++++ Record extracts

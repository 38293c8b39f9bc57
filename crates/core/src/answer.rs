//! Answer validation rules.

use crate::validation::{check_char_length, check_presence, ValidationErrors};

/// Inclusive lower bound on answer body length, in characters.
pub const BODY_MIN_CHARS: usize = 1;
/// Inclusive upper bound on answer body length, in characters.
pub const BODY_MAX_CHARS: usize = 10_000;

pub const NOTICE_CREATED: &str = "Your answer successfully created.";
pub const NOTICE_DELETED: &str = "Your answer successfully deleted.";

/// Answer fields as submitted, before validation.
#[derive(Debug, Clone, Default, PartialEq, Eq)]
pub struct AnswerDraft {
    pub body: Option<String>,
}

/// An answer body that has passed validation.
#[derive(Debug, Clone, PartialEq, Eq)]
pub struct ValidAnswer {
    body: String,
}

impl ValidAnswer {
    pub fn body(&self) -> &str {
        &self.body
    }
}

impl AnswerDraft {
    pub fn new(body: impl Into<String>) -> Self {
        Self {
            body: Some(body.into()),
        }
    }

    pub fn validate(&self) -> Result<ValidAnswer, ValidationErrors> {
        let mut errors = ValidationErrors::new();
        let body = self.body.as_deref();
        check_presence(&mut errors, "body", "Body", body);
        check_char_length(
            &mut errors,
            "body",
            "Body",
            body,
            BODY_MIN_CHARS,
            BODY_MAX_CHARS,
        );
        errors.into_result()?;

        Ok(ValidAnswer {
            body: self.body.clone().unwrap_or_default(),
        })
    }
}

++++++++

Aim of the exercise:
Your answer must be every line from the entries that contains the string "impl", copied as it stands.

Exercise result:
impl ValidAnswer {
impl AnswerDraft {
    pub fn new(body: impl Into<String>) -> Self {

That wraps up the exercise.